#### Problem requirements:
Return the lines from the start of the data through the line with "use dashu::integer::modular::IntoRing;". Include both of those lines and no others.
===============
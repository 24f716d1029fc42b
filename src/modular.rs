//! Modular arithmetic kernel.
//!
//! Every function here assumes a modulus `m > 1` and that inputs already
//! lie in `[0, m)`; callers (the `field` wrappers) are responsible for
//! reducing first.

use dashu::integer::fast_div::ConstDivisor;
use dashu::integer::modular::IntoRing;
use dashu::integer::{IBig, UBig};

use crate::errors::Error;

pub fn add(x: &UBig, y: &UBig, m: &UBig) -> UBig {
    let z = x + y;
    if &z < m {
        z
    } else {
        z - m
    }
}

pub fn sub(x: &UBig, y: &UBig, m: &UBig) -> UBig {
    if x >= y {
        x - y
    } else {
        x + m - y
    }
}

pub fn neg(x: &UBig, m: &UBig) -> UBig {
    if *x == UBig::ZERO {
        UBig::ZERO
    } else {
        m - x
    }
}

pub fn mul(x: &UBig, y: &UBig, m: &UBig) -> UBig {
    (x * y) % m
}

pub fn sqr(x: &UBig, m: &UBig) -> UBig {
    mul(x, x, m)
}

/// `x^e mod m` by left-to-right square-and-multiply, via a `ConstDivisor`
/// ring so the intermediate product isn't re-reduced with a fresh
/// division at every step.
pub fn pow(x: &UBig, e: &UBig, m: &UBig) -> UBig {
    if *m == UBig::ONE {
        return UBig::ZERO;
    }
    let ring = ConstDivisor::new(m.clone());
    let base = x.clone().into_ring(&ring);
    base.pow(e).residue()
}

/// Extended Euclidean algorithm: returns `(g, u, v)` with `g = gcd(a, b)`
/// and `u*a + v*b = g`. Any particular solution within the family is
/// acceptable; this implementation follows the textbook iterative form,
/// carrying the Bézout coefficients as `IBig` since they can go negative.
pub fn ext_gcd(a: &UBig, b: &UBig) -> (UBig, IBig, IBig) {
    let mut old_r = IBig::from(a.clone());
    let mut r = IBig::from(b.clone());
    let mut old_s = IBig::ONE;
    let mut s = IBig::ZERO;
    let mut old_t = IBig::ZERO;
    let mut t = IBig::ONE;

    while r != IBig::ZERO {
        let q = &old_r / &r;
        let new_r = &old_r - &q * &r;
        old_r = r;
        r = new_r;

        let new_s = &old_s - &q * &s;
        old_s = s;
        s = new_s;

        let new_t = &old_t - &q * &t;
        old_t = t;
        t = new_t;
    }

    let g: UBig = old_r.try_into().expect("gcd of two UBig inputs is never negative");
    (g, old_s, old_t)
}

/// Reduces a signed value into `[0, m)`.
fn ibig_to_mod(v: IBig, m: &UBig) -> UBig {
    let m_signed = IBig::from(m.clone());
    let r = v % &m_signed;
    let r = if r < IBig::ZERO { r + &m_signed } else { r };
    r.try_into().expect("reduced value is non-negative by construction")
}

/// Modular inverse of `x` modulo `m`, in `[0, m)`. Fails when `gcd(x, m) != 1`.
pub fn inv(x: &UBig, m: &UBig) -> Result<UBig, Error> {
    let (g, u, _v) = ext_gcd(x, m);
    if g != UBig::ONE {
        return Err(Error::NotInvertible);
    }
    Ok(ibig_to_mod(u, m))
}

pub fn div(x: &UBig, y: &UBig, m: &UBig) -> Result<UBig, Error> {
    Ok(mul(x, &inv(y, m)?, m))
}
===============
#### Worked solution:
repository 24f716d1029fc42b
filename src/modular.rs
//! Modular arithmetic kernel.
//!
//! Every function here assumes a modulus `m > 1` and that inputs already
//! lie in `[0, m)`; callers (the `field` wrappers) are responsible for
//! reducing first.

use dashu::integer::fast_div::ConstDivisor;
use dashu::integer::modular::IntoRing;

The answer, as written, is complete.